§ Action item
Search the entries for the word "SessionGuard" and report each line that has it.

§ Record excerpts
use std::sync::Arc;

use chrono::Utc;
use scorm_sync_core::{READ_EVENT_TYPE, UnloadBeacon, decode_object};
use scorm_sync_platform::AccessEvents;
use scorm_sync_storage::traits::AttemptStore;
use scorm_sync_storage::StorageBackend;

use crate::error::ServiceError;
use crate::session_guard::SessionGuard;

/// Persists the coarse attempt fields the player posts when its page unloads.
#[derive(Clone)]
pub struct UnloadHandler {
    storage: Arc<StorageBackend>,
    guard: SessionGuard,
    events: Arc<dyn AccessEvents>,
}

impl UnloadHandler {
    #[must_use]
    pub fn new(
        storage: Arc<StorageBackend>,
        guard: SessionGuard,
        events: Arc<dyn AccessEvents>,
    ) -> Self {
        Self { storage, guard, events }
    }

    /// Empty or malformed bodies are ignored. A non-numeric elapsed time
    /// keeps the stored total but still counts as an access.
    pub async fn on_unload(
        &self,
        package_id: i64,
        ref_id: i64,
        time_from_lms: bool,
        user_id: Option<i64>,
        body: &[u8],
    ) -> Result<(), ServiceError> {
        let Some(beacon) = decode_object::<UnloadBeacon>(body) else {
            return Ok(());
        };
        let user_id = self
            .guard
            .resolve_user(package_id, user_id, beacon.claimed_user(), beacon.presented_hash())
            .await?;

        let update = beacon.to_update(Utc::now(), self.guard.window_minutes());
        let found = self.storage.record_unload(package_id, user_id, &update).await?;
        if !found {
            tracing::debug!(package_id, user_id, "unload for missing attempt summary");
        }

        if beacon.reports_elapsed_time() && time_from_lms {
            self.events
                .sync_read_event(package_id, user_id, READ_EVENT_TYPE, ref_id, time_from_lms)
                .await?;
        }
        Ok(())
    }
}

§ Written response
use crate::session_guard::SessionGuard;
    guard: SessionGuard,
        guard: SessionGuard,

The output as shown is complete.